▶ [WORK ORDER]:
Nothing may be dropped or added when the entries below are copied.

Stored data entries
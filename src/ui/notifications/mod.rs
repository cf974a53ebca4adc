// SPDX-License-Identifier: MPL-2.0
//! Toast notification system for user feedback.
//!
//! This module provides a non-intrusive notification system following
//! toast/snackbar UX patterns. Notifications appear temporarily to inform
//! users about actions (a feature was opened, the mentor replied, etc.)
//! without blocking interaction.
//!
//! # Components
//!
//! - [`notification`] - Core `Notification` struct with severity levels and
//!   the age-driven `Phase` timeline
//! - [`presenter`] - `Presenter` holding the live stack and pruning expired toasts
//! - [`toast`] - Toast widget component for rendering notifications
//!
//! # Usage
//!
//! ```ignore
//! use crate::ui::notifications::{Notification, Presenter};
//!
//! // Create a presenter
//! let mut presenter = Presenter::new();
//!
//! // Present a notification
//! presenter.present(Notification::info("notification-welcome"));
//!
//! // On each frame tick, drop expired toasts
//! presenter.tick(std::time::Instant::now());
//!
//! // In your view function, render toasts
//! let overlay = Toast::view_overlay(&presenter, &i18n, now, false);
//! ```
//!
//! # Design Considerations
//!
//! - Fixed timeline: 100 ms entry beat, 3 s on screen, 300 ms exit slide
//! - No cap and no manual dismissal; bursts stack until they age out
//! - Position: top-right corner

mod notification;
mod presenter;
mod toast;

pub use notification::{Notification, NotificationId, Phase, Severity};
pub use presenter::Presenter;
pub use toast::Toast;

▶ [RESPONSE TO THE TASK]:
filename src/ui/notifications/mod.rs
repository cf974a53ebca4adc
// SPDX-License-Identifier: MPL-2.0
//! Toast notification system for user feedback.
//!
//! This module provides a non-intrusive notification system following
//! toast/snackbar UX patterns. Notifications appear temporarily to inform
//! users about actions (a feature was opened, the mentor replied, etc.)
//! without blocking interaction.
//!
//! # Components
//!
//! - [`notification`] - Core `Notification` struct with severity levels and
//!   the age-driven `Phase` timeline
//! - [`presenter`] - `Presenter` holding the live stack and pruning expired toasts
//! - [`toast`] - Toast widget component for rendering notifications
//!
//! # Usage
//!
//! ```ignore
//! use crate::ui::notifications::{Notification, Presenter};
//!
//! // Create a presenter
//! let mut presenter = Presenter::new();
//!
//! // Present a notification
//! presenter.present(Notification::info("notification-welcome"));
//!
//! // On each frame tick, drop expired toasts
//! presenter.tick(std::time::Instant::now());
//!
//! // In your view function, render toasts
//! let overlay = Toast::view_overlay(&presenter, &i18n, now, false);
//! ```
//!
//! # Design Considerations
//!
//! - Fixed timeline: 100 ms entry beat, 3 s on screen, 300 ms exit slide
//! - No cap and no manual dismissal; bursts stack until they age out
//! - Position: top-right corner

mod notification;
mod presenter;
mod toast;

pub use notification::{Notification, NotificationId, Phase, Severity};
pub use presenter::Presenter;
pub use toast::Toast;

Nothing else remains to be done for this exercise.